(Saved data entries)
────────────────────

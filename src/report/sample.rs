//! Built-in sample rows
//!
//! Deals and tasks have no store of their own, so reports over them run
//! against these rows. Contacts fall back to the sample set when the
//! contact store is empty.

use crate::store::{Record, Value};

fn list(items: &[&str]) -> Value {
    Value::List(items.iter().map(|s| s.to_string()).collect())
}

#[allow(clippy::too_many_arguments)]
fn contact(
    id: &str,
    first: &str,
    last: &str,
    email: &str,
    phone: &str,
    company: &str,
    title: &str,
    status: &str,
    tags: &[&str],
    created_at: &str,
    last_activity: &str,
) -> Record {
    Record::new()
        .with("id", id)
        .with("firstName", first)
        .with("lastName", last)
        .with("name", format!("{} {}", first, last))
        .with("email", email)
        .with("phone", phone)
        .with("company", company)
        .with("title", title)
        .with("status", status)
        .with("tags", list(tags))
        .with("createdAt", created_at)
        .with("lastActivity", last_activity)
}

pub fn sample_contacts() -> Vec<Record> {
    vec![
        contact("1", "John", "Smith", "john@example.com", "(555) 123-4567", "Acme Inc.", "CEO", "Customer", &["VIP"], "2023-01-15T10:30:00Z", "2023-09-10T14:25:00Z"),
        contact("2", "Emily", "Johnson", "emily@example.com", "(555) 987-6543", "XYZ Corp", "Marketing Director", "Lead", &["Marketing", "New"], "2023-03-22T09:15:00Z", "2023-09-05T11:30:00Z"),
        contact("3", "Michael", "Brown", "michael@example.com", "(555) 456-7890", "Global Ltd", "Sales Manager", "Partner", &["Sales"], "2023-02-10T15:45:00Z", "2023-09-12T16:20:00Z"),
        contact("4", "Sarah", "Davis", "sarah@example.com", "(555) 234-5678", "Tech Solutions", "CTO", "Customer", &["VIP", "Technical"], "2023-04-05T11:00:00Z", "2023-09-08T09:15:00Z"),
    ]
}

#[allow(clippy::too_many_arguments)]
fn deal(
    id: &str,
    name: &str,
    amount: f64,
    stage: &str,
    priority: &str,
    probability: f64,
    close_date: &str,
    created_at: &str,
    last_updated: &str,
) -> Record {
    Record::new()
        .with("id", id)
        .with("name", name)
        .with("amount", amount)
        .with("stage", stage)
        .with("priority", priority)
        .with("probability", probability)
        .with("contactId", id)
        .with("companyId", id)
        .with("closeDate", close_date)
        .with("createdAt", created_at)
        .with("lastUpdated", last_updated)
}

pub fn sample_deals() -> Vec<Record> {
    vec![
        deal("1", "Enterprise Software License", 15000.0, "Proposal", "High", 70.0, "2023-10-15T00:00:00Z", "2023-06-10T08:30:00Z", "2023-09-05T14:20:00Z"),
        deal("2", "Consulting Services Package", 8500.0, "Negotiation", "Medium", 60.0, "2023-09-30T00:00:00Z", "2023-05-22T10:15:00Z", "2023-09-10T11:45:00Z"),
        deal("3", "Hardware Upgrade", 12000.0, "Qualification", "Medium", 40.0, "2023-11-15T00:00:00Z", "2023-07-05T09:00:00Z", "2023-09-01T16:30:00Z"),
        deal("4", "Annual Maintenance Contract", 5000.0, "Closed Won", "Low", 100.0, "2023-08-30T00:00:00Z", "2023-04-15T14:20:00Z", "2023-08-30T10:00:00Z"),
    ]
}

#[allow(clippy::too_many_arguments)]
fn task(
    id: &str,
    title: &str,
    description: &str,
    status: &str,
    priority: &str,
    assigned_to: &str,
    related_to: &str,
    due_date: &str,
    completed_at: Option<&str>,
    created_at: &str,
) -> Record {
    Record::new()
        .with("id", id)
        .with("title", title)
        .with("description", description)
        .with("status", status)
        .with("priority", priority)
        .with("assignedTo", assigned_to)
        .with("relatedTo", related_to)
        .with("dueDate", due_date)
        .with("completedAt", completed_at)
        .with("createdAt", created_at)
}

pub fn sample_tasks() -> Vec<Record> {
    vec![
        task("1", "Follow up with client", "Call to discuss proposal details", "Not Started", "High", "John Doe", "Deal #1", "2023-09-20T00:00:00Z", None, "2023-09-10T09:00:00Z"),
        task("2", "Prepare presentation", "Create slides for client meeting", "In Progress", "Medium", "Emily Johnson", "Deal #2", "2023-09-18T00:00:00Z", None, "2023-09-05T11:30:00Z"),
        task("3", "Send invoice", "Generate and email invoice to client", "Completed", "Medium", "Sarah Davis", "Deal #4", "2023-09-10T00:00:00Z", Some("2023-09-09T15:00:00Z"), "2023-09-01T10:15:00Z"),
        task("4", "Schedule demo", "Set up product demonstration", "Not Started", "High", "Michael Brown", "Deal #3", "2023-09-25T00:00:00Z", None, "2023-09-12T14:00:00Z"),
    ]
}

/// Sample rows for an entity; unknown entities have none
pub fn sample_rows(entity: &str) -> Vec<Record> {
    match entity {
        "contacts" => sample_contacts(),
        "deals" => sample_deals(),
        "tasks" => sample_tasks(),
        _ => Vec::new(),
    }
}

#[cfg(test)]
mod tests {
    use super::*;
    use crate::schema;

    #[test]
    fn test_sample_rows_cover_schema() {
        for entity in schema::entities() {
            let rows = sample_rows(entity.id);
            assert_eq!(rows.len(), 4, "{} rows", entity.id);
            for field in entity.fields {
                assert!(
                    rows[0].keys().any(|k| k == field.id),
                    "{} missing {}",
                    entity.id,
                    field.id
                );
            }
        }
        assert!(sample_rows("companies").is_empty());
    }

    #[test]
    fn test_task_completed_at_nulls() {
        let tasks = sample_tasks();
        assert!(tasks[0].get("completedAt").is_null());
        assert_eq!(tasks[2].get("completedAt"), &Value::from("2023-09-09T15:00:00Z"));
    }
}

────────────────────

### PROBLEM
Your answer should be only the number of lines, in the entries above, that include "items".

### EXERCISE SOLUTION
2